__Requirement__. What lines of the data below hold the string "Could"? Copy each one out.

__Stored items__.
........

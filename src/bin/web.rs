//! Single binary web server: JSON API over the tournament engine.
//! Run with: cargo run --bin web
//! Listens on 0.0.0.0:8080 by default.
//! Override with env: HOST, PORT, FLS_CATALOG (catalog JSON file), FLS_SAVE_DIR (save files).
//! Sessions idle for 12 hours are dropped.

use actix_web::{
    get, post, put,
    web::{self, Data, Json, Path},
    App, HttpResponse, HttpServer, Responder,
};
use fls_tournament_web::{
    advance_phase, back_to_menu, builtin_catalog, confirm_teams, create_custom_tournament,
    find_competition, from_snapshot, load_snapshot, open_custom_creation, parse_catalog,
    select_competition, set_selected_teams, submit_score, to_snapshot, tournament_view, Competition,
    CustomCompetitionRequest, MatchId, Tournament, TournamentError,
};
use serde::Deserialize;
use std::collections::HashMap;
use std::path::PathBuf;
use std::sync::RwLock;
use std::time::{Duration, Instant};
use uuid::Uuid;

/// Identifier of one browser session's tournament.
type TournamentId = Uuid;

/// Per-session entry: tournament state + last activity time (for auto-cleanup).
struct TournamentEntry {
    tournament: Tournament,
    last_activity: Instant,
}

struct AppState {
    sessions: RwLock<HashMap<TournamentId, TournamentEntry>>,
    catalog: Vec<Competition>,
    save_dir: PathBuf,
}

type SharedState = Data<AppState>;

/// Inactivity threshold: sessions not accessed for this long are removed.
const INACTIVITY_TIMEOUT: Duration = Duration::from_secs(12 * 3600);

#[derive(serde::Serialize)]
struct HealthResponse {
    ok: bool,
    service: &'static str,
}

#[derive(Deserialize)]
struct SelectCompetitionBody {
    competition_id: String,
}

#[derive(Deserialize)]
struct SelectedTeamsBody {
    teams: Vec<String>,
}

#[derive(Deserialize)]
struct ScoreBody {
    match_id: MatchId,
    home: u32,
    away: u32,
}

#[derive(Deserialize)]
struct LoadFileBody {
    file: String,
}

/// Path segment: tournament id (e.g. /api/tournaments/{id})
#[derive(Deserialize)]
struct TournamentPath {
    id: TournamentId,
}

fn error_response(e: &TournamentError) -> HttpResponse {
    HttpResponse::BadRequest().json(serde_json::json!({ "error": e.to_string() }))
}

fn not_found() -> HttpResponse {
    HttpResponse::NotFound().json(serde_json::json!({ "error": "No tournament" }))
}

/// Run one transition on a session under the write lock and answer with the new view.
fn with_tournament<F>(state: &AppState, id: TournamentId, action: F) -> HttpResponse
where
    F: FnOnce(&mut Tournament) -> Result<(), TournamentError>,
{
    let mut g = match state.sessions.write() {
        Ok(guard) => guard,
        Err(_) => return HttpResponse::InternalServerError().body("lock error"),
    };
    let entry = match g.get_mut(&id) {
        Some(e) => e,
        None => return not_found(),
    };
    entry.last_activity = Instant::now();
    let t = &mut entry.tournament;
    match action(t) {
        Ok(()) => HttpResponse::Ok().json(tournament_view(t)),
        Err(e) => error_response(&e),
    }
}

#[get("/api/health")]
async fn api_health() -> impl Responder {
    HttpResponse::Ok().json(HealthResponse {
        ok: true,
        service: "fls-tournament-web",
    })
}

/// Competitions available on the menu.
#[get("/api/competitions")]
async fn api_competitions(state: SharedState) -> HttpResponse {
    HttpResponse::Ok().json(&state.catalog)
}

/// Create a new session at the menu (client stores the id for subsequent requests).
#[post("/api/tournaments")]
async fn api_create_tournament(state: SharedState) -> HttpResponse {
    let tournament = Tournament::new();
    let id = Uuid::new_v4();
    let view = tournament_view(&tournament);
    let mut g = match state.sessions.write() {
        Ok(guard) => guard,
        Err(_) => return HttpResponse::InternalServerError().body("lock error"),
    };
    g.insert(
        id,
        TournamentEntry {
            tournament,
            last_activity: Instant::now(),
        },
    );
    HttpResponse::Ok().json(serde_json::json!({ "id": id, "view": view }))
}

/// Raw state of a session (404 if not found).
#[get("/api/tournaments/{id}")]
async fn api_get_tournament(state: SharedState, path: Path<TournamentPath>) -> HttpResponse {
    let mut g = match state.sessions.write() {
        Ok(guard) => guard,
        Err(_) => return HttpResponse::InternalServerError().body("lock error"),
    };
    match g.get_mut(&path.id) {
        Some(entry) => {
            entry.last_activity = Instant::now();
            HttpResponse::Ok().json(&entry.tournament)
        }
        None => not_found(),
    }
}

/// Display data for the current phase.
#[get("/api/tournaments/{id}/view")]
async fn api_view(state: SharedState, path: Path<TournamentPath>) -> HttpResponse {
    with_tournament(&state, path.id, |_| Ok(()))
}

/// Start a catalog competition (Menu only).
#[post("/api/tournaments/{id}/select")]
async fn api_select(state: SharedState, path: Path<TournamentPath>, body: Json<SelectCompetitionBody>) -> HttpResponse {
    let Some(comp) = find_competition(&state.catalog, &body.competition_id).cloned() else {
        return HttpResponse::NotFound().json(serde_json::json!({ "error": "No such competition" }));
    };
    with_tournament(&state, path.id, |t| select_competition(t, comp))
}

/// Open the custom competition form (Menu only).
#[post("/api/tournaments/{id}/custom/open")]
async fn api_custom_open(state: SharedState, path: Path<TournamentPath>) -> HttpResponse {
    with_tournament(&state, path.id, open_custom_creation)
}

/// Leave the custom competition form.
#[post("/api/tournaments/{id}/custom/cancel")]
async fn api_custom_cancel(state: SharedState, path: Path<TournamentPath>) -> HttpResponse {
    with_tournament(&state, path.id, back_to_menu)
}

/// Create and start a custom competition (CustomCreation only).
/// The body carries the new view and the uneven-knockout warning, if any.
#[post("/api/tournaments/{id}/custom")]
async fn api_custom_create(
    state: SharedState,
    path: Path<TournamentPath>,
    body: Json<CustomCompetitionRequest>,
) -> HttpResponse {
    let mut g = match state.sessions.write() {
        Ok(guard) => guard,
        Err(_) => return HttpResponse::InternalServerError().body("lock error"),
    };
    let Some(entry) = g.get_mut(&path.id) else {
        return not_found();
    };
    entry.last_activity = Instant::now();
    match create_custom_tournament(&mut entry.tournament, &body) {
        Ok(warning) => HttpResponse::Ok().json(serde_json::json!({
            "view": tournament_view(&entry.tournament),
            "warning": warning,
        })),
        Err(e) => error_response(&e),
    }
}

/// Replace the team selection (TeamSelection only).
#[put("/api/tournaments/{id}/selected-teams")]
async fn api_selected_teams(state: SharedState, path: Path<TournamentPath>, body: Json<SelectedTeamsBody>) -> HttpResponse {
    let teams = body.into_inner().teams;
    with_tournament(&state, path.id, |t| set_selected_teams(t, teams))
}

/// Confirm the team selection and start the main stage.
#[post("/api/tournaments/{id}/confirm-teams")]
async fn api_confirm_teams(state: SharedState, path: Path<TournamentPath>) -> HttpResponse {
    with_tournament(&state, path.id, confirm_teams)
}

/// Enter a pending score for a match of the active round.
#[put("/api/tournaments/{id}/scores")]
async fn api_submit_score(state: SharedState, path: Path<TournamentPath>, body: Json<ScoreBody>) -> HttpResponse {
    with_tournament(&state, path.id, |t| submit_score(t, body.match_id, body.home, body.away))
}

/// Commit the active round and move on (qualifying, league, league playoffs or knockout).
#[post("/api/tournaments/{id}/advance")]
async fn api_advance(state: SharedState, path: Path<TournamentPath>) -> HttpResponse {
    with_tournament(&state, path.id, advance_phase)
}

/// New tournament: back to the menu.
#[post("/api/tournaments/{id}/reset")]
async fn api_reset(state: SharedState, path: Path<TournamentPath>) -> HttpResponse {
    with_tournament(&state, path.id, |t| {
        t.reset();
        Ok(())
    })
}

/// Download the whole state as a save file.
#[get("/api/tournaments/{id}/snapshot")]
async fn api_export_snapshot(state: SharedState, path: Path<TournamentPath>) -> HttpResponse {
    let g = match state.sessions.read() {
        Ok(guard) => guard,
        Err(_) => return HttpResponse::InternalServerError().body("lock error"),
    };
    let Some(entry) = g.get(&path.id) else {
        return not_found();
    };
    match to_snapshot(&entry.tournament) {
        Ok(json) => HttpResponse::Ok()
            .content_type("application/json")
            .insert_header(("Content-Disposition", "attachment; filename=\"fls_save.json\""))
            .body(json),
        Err(e) => error_response(&e),
    }
}

/// Replace the whole state with an uploaded save file.
#[put("/api/tournaments/{id}/snapshot")]
async fn api_import_snapshot(state: SharedState, path: Path<TournamentPath>, body: String) -> HttpResponse {
    with_tournament(&state, path.id, |t| load_snapshot(t, &body))
}

/// Write the state to the save directory.
#[post("/api/tournaments/{id}/save")]
async fn api_save(state: SharedState, path: Path<TournamentPath>) -> HttpResponse {
    let json = {
        let g = match state.sessions.read() {
            Ok(guard) => guard,
            Err(_) => return HttpResponse::InternalServerError().body("lock error"),
        };
        let Some(entry) = g.get(&path.id) else {
            return not_found();
        };
        match to_snapshot(&entry.tournament) {
            Ok(json) => json,
            Err(e) => return error_response(&e),
        }
    };
    let file = format!("fls_save_{}.json", chrono::Local::now().format("%Y%m%d-%H%M%S"));
    if let Err(e) = tokio::fs::create_dir_all(&state.save_dir).await {
        log::error!("Could not create save directory {:?}: {}", state.save_dir, e);
        return HttpResponse::InternalServerError().json(serde_json::json!({ "error": "Could not create the save file" }));
    }
    match tokio::fs::write(state.save_dir.join(&file), json).await {
        Ok(()) => {
            log::info!("Saved tournament {} to {}", path.id, file);
            HttpResponse::Ok().json(serde_json::json!({ "file": file }))
        }
        Err(e) => {
            log::error!("Failed to save tournament {}: {}", path.id, e);
            HttpResponse::InternalServerError().json(serde_json::json!({ "error": "Could not create the save file" }))
        }
    }
}

/// Load a file from the save directory. The current state is kept if the file is invalid.
#[post("/api/tournaments/{id}/load")]
async fn api_load(state: SharedState, path: Path<TournamentPath>, body: Json<LoadFileBody>) -> HttpResponse {
    let name = body.file.trim();
    if name.is_empty() || name.contains(['/', '\\']) || name.starts_with('.') {
        return HttpResponse::BadRequest().json(serde_json::json!({ "error": "Invalid save file name" }));
    }
    let text = match tokio::fs::read_to_string(state.save_dir.join(name)).await {
        Ok(text) => text,
        Err(e) => {
            log::warn!("Failed to read save file {}: {}", name, e);
            return HttpResponse::BadRequest().json(serde_json::json!({ "error": "Error reading the file" }));
        }
    };
    let loaded = match from_snapshot(&text) {
        Ok(t) => t,
        Err(e) => return error_response(&e),
    };
    with_tournament(&state, path.id, |t| {
        *t = loaded;
        Ok(())
    })
}

/// Start-up settings, read once from the environment.
struct ServerConfig {
    host: String,
    port: u16,
    save_dir: PathBuf,
    catalog_path: Option<String>,
}

impl ServerConfig {
    fn from_env() -> Self {
        Self {
            host: std::env::var("HOST").unwrap_or_else(|_| "0.0.0.0".to_string()),
            port: std::env::var("PORT")
                .ok()
                .and_then(|p| p.parse().ok())
                .unwrap_or(8080),
            save_dir: std::env::var("FLS_SAVE_DIR")
                .map(PathBuf::from)
                .unwrap_or_else(|_| PathBuf::from("saves")),
            catalog_path: std::env::var("FLS_CATALOG").ok(),
        }
    }

    /// The catalog file if one is configured, else the built-in competitions.
    async fn load_catalog(&self) -> std::io::Result<Vec<Competition>> {
        let catalog = match &self.catalog_path {
            Some(path) => {
                let text = tokio::fs::read_to_string(path).await?;
                parse_catalog(&text)
            }
            None => builtin_catalog(),
        };
        catalog.map_err(|e| std::io::Error::new(std::io::ErrorKind::InvalidData, e))
    }
}

/// Drop sessions nobody has touched within `INACTIVITY_TIMEOUT`, checking every half hour.
fn spawn_session_sweeper(state: SharedState) {
    actix_web::rt::spawn(async move {
        let mut every = actix_web::rt::time::interval(Duration::from_secs(30 * 60));
        loop {
            every.tick().await;
            let Ok(mut sessions) = state.sessions.write() else {
                log::warn!("Session map lock poisoned, skipping sweep");
                continue;
            };
            let open = sessions.len();
            sessions.retain(|_, entry| entry.last_activity.elapsed() < INACTIVITY_TIMEOUT);
            let dropped = open - sessions.len();
            if dropped > 0 {
                log::info!("Dropped {} idle session(s), {} still open", dropped, sessions.len());
            }
        }
    });
}

#[actix_web::main]
async fn main() -> std::io::Result<()> {
    env_logger::init_from_env(env_logger::Env::new().default_filter_or("info"));

    let config = ServerConfig::from_env();
    let catalog = config.load_catalog().await?;
    log::info!(
        "Catalog: {} competitions ({}), save files in {:?}",
        catalog.len(),
        config.catalog_path.as_deref().unwrap_or("built-in"),
        config.save_dir
    );

    let state = Data::new(AppState {
        sessions: RwLock::new(HashMap::new()),
        catalog,
        save_dir: config.save_dir.clone(),
    });
    spawn_session_sweeper(state.clone());

    log::info!("FLS tournament server listening on http://{}:{}", config.host, config.port);
    HttpServer::new(move || {
        App::new()
            .app_data(state.clone())
            .app_data(web::PayloadConfig::new(4 * 1024 * 1024))
            .service(api_health)
            .service(api_competitions)
            .service(api_create_tournament)
            .service(api_get_tournament)
            .service(api_view)
            .service(api_select)
            .service(api_custom_open)
            .service(api_custom_cancel)
            .service(api_custom_create)
            .service(api_selected_teams)
            .service(api_confirm_teams)
            .service(api_submit_score)
            .service(api_advance)
            .service(api_reset)
            .service(api_export_snapshot)
            .service(api_import_snapshot)
            .service(api_save)
            .service(api_load)
    })
    .bind((config.host.as_str(), config.port))?
    .run()
    .await
}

........

__Response to the exercise__.
        log::error!("Could not create save directory {:?}: {}", state.save_dir, e);
        return HttpResponse::InternalServerError().json(serde_json::json!({ "error": "Could not create the save file" }));
            HttpResponse::InternalServerError().json(serde_json::json!({ "error": "Could not create the save file" }))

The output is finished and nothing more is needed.